Par Hubert de Vauplane, avocat

Dans quelle mesure ne sommes-nous pas en train d’assister à l’émergence d’un nouveau monde? Certes, il ne s’agit pas de la découverte d’un continent ou d’une planète, mais de la transformation en profondeur de la société par la digitalisation des activités humaines. Et le monde de la finance n’est pas exempt de ce mouvement. Ainsi, dans quelle mesure ne voit-on pas apparaître une nouvelle classe d’actifs qui pourrait bouleverser le fonctionnement traditionnel de la finance, tant dans le financement des entreprises que dans la gestion d’actifs? Les cryptomonnaies, protocoles blockchain et ICO sont de moins en moins considérés comme un phénomène de mode mais comme une nouvelle forme de la finance 3.0, marquant une évolution profonde du fonctionnement de la finance moderne en ce qu’ils répondent aux mêmes besoins que la finance traditionnelle (financement des entreprises) mais de manière totalement différente.

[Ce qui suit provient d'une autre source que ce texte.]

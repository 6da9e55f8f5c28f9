//! Store configuration (YAML)
//!
//! ```yaml
//! version: 1
//! database:
//!   path: /var/lib/contentrepo/store.db   # omit for an in-memory store
//!   busy_timeout_ms: 5000
//! batch_size: 1000
//! cache_enabled: false
//! logging:
//!   filter: info
//!   ansi: true
//! kinds:
//!   - name: rpm.rpm
//!     content_types: [rpm.package, rpm.advisory]
//! ```

use std::path::{Path, PathBuf};
use std::sync::Arc;

use serde::{Deserialize, Serialize};
use thiserror::Error;

use crate::domain::{KindRegistry, SimpleKind};
use crate::{ErrorKind, StorageError};

/// Host parameters SQLite binds in one statement
const SQLITE_MAX_VARIABLES: usize = 32_766;

/// Largest IN-list. A ledger query binds up to three more parameters
/// (repository, adder, remover) next to it.
pub const MAX_BATCH_SIZE: usize = SQLITE_MAX_VARIABLES - 3;

pub const DEFAULT_BATCH_SIZE: usize = 1000;

/// Configuration error type
#[derive(Debug, Error)]
pub enum ConfigError {
    /// Range validation error
    #[error("Invalid range for field '{field}': {value} not in {min}..={max}")]
    Range {
        field: String,
        value: String,
        min: String,
        max: String,
    },

    /// Unsupported version
    #[error("Unsupported configuration version {found}. Supported versions: 1")]
    UnsupportedVersion { found: u32 },

    /// IO error
    #[error("IO error: {0}")]
    Io(#[from] std::io::Error),

    /// YAML parsing error
    #[error("YAML parsing error: {0}")]
    Yaml(#[from] serde_yaml::Error),

    /// Anything else that makes the configuration unusable
    #[error("{0}")]
    Invalid(String),
}

/// Configuration result type
pub type ConfigResult<T> = Result<T, ConfigError>;

impl From<ConfigError> for StorageError {
    fn from(err: ConfigError) -> Self {
        StorageError::new(ErrorKind::Config, err.to_string()).with_source(err)
    }
}

/// Database settings
#[derive(Debug, Clone, PartialEq, Serialize, Deserialize)]
#[serde(deny_unknown_fields)]
pub struct DatabaseConfig {
    /// SQLite file; `None` keeps everything in memory
    #[serde(default, skip_serializing_if = "Option::is_none")]
    pub path: Option<PathBuf>,

    /// How long a writer waits for the database lock
    #[serde(default = "default_busy_timeout_ms")]
    pub busy_timeout_ms: u64,
}

impl Default for DatabaseConfig {
    fn default() -> Self {
        Self {
            path: None,
            busy_timeout_ms: default_busy_timeout_ms(),
        }
    }
}

/// Logging settings
#[derive(Debug, Clone, PartialEq, Serialize, Deserialize)]
#[serde(deny_unknown_fields)]
pub struct LoggingConfig {
    /// `EnvFilter` directives; `RUST_LOG` takes precedence
    #[serde(default = "default_filter")]
    pub filter: String,

    #[serde(default = "default_true")]
    pub ansi: bool,
}

impl Default for LoggingConfig {
    fn default() -> Self {
        Self {
            filter: default_filter(),
            ansi: true,
        }
    }
}

/// Extra repository kind with a fixed content-type list
#[derive(Debug, Clone, PartialEq, Serialize, Deserialize)]
#[serde(deny_unknown_fields)]
pub struct KindConfig {
    pub name: String,
    pub content_types: Vec<String>,
}

/// Store configuration, YAML schema v1
#[derive(Debug, Clone, PartialEq, Serialize, Deserialize)]
#[serde(deny_unknown_fields)]
pub struct StoreConfig {
    /// Schema version (always 1 for v1)
    pub version: u32,

    #[serde(default)]
    pub database: DatabaseConfig,

    /// Upper bound on ids per IN-list query
    #[serde(default = "default_batch_size")]
    pub batch_size: usize,

    /// Invalidate the content cache on structural changes
    #[serde(default)]
    pub cache_enabled: bool,

    #[serde(default)]
    pub logging: LoggingConfig,

    /// Kinds registered next to the built-in `file.file`
    #[serde(default, skip_serializing_if = "Vec::is_empty")]
    pub kinds: Vec<KindConfig>,
}

fn default_busy_timeout_ms() -> u64 {
    5000
}

fn default_filter() -> String {
    "info".to_string()
}

fn default_true() -> bool {
    true
}

fn default_batch_size() -> usize {
    DEFAULT_BATCH_SIZE
}

impl Default for StoreConfig {
    fn default() -> Self {
        Self {
            version: 1,
            database: DatabaseConfig::default(),
            batch_size: DEFAULT_BATCH_SIZE,
            cache_enabled: false,
            logging: LoggingConfig::default(),
            kinds: Vec::new(),
        }
    }
}

impl StoreConfig {
    /// In-memory store with defaults
    pub fn in_memory() -> Self {
        Self::default()
    }

    /// SQLite store at `path` with defaults
    pub fn sqlite(path: impl Into<PathBuf>) -> Self {
        let mut config = Self::default();
        config.database.path = Some(path.into());
        config
    }

    pub fn batch_size(mut self, batch_size: usize) -> Self {
        self.batch_size = batch_size;
        self
    }

    pub fn cache_enabled(mut self, enabled: bool) -> Self {
        self.cache_enabled = enabled;
        self
    }

    /// Load and validate a YAML file
    pub fn from_yaml(path: impl AsRef<Path>) -> ConfigResult<Self> {
        let content = std::fs::read_to_string(path)?;
        Self::from_yaml_str(&content)
    }

    pub fn from_yaml_str(content: &str) -> ConfigResult<Self> {
        let config: Self = serde_yaml::from_str(content)?;
        config.validate()?;
        Ok(config)
    }

    pub fn to_yaml(&self) -> ConfigResult<String> {
        Ok(serde_yaml::to_string(self)?)
    }

    pub fn validate(&self) -> ConfigResult<()> {
        if self.version != 1 {
            return Err(ConfigError::UnsupportedVersion {
                found: self.version,
            });
        }
        if !(1..=MAX_BATCH_SIZE).contains(&self.batch_size) {
            return Err(ConfigError::Range {
                field: "batch_size".to_string(),
                value: self.batch_size.to_string(),
                min: "1".to_string(),
                max: MAX_BATCH_SIZE.to_string(),
            });
        }
        for kind in &self.kinds {
            if kind.name.is_empty() || kind.content_types.is_empty() {
                return Err(ConfigError::Invalid(format!(
                    "Kind '{}' needs a name and at least one content type",
                    kind.name
                )));
            }
        }
        Ok(())
    }

    /// Built-in kinds plus the configured ones
    pub fn kind_registry(&self) -> KindRegistry {
        let mut registry = KindRegistry::default();
        for kind in &self.kinds {
            registry.register(Arc::new(SimpleKind::new(
                kind.name.clone(),
                kind.content_types.clone(),
            )));
        }
        registry
    }
}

Si les levées de fonds sous forme d’ICO ne peuvent plus être ignorées compte tenu des montants levés (annexe 1), celles-ci posent tout un tas de questions, à commencer par leur définition. Car tout comme il n’existe pas une blockchain mais plusieurs protocoles de blockchain, (bitcoin, Ethereum, mais aussi Litcoin, Dash, blockstack…), il existe plusieurs crypto-monnaies liées à chacun de ces protocoles. Quant aux «tokens» (jetons), il y en a autant que de sociétés qui en émettent.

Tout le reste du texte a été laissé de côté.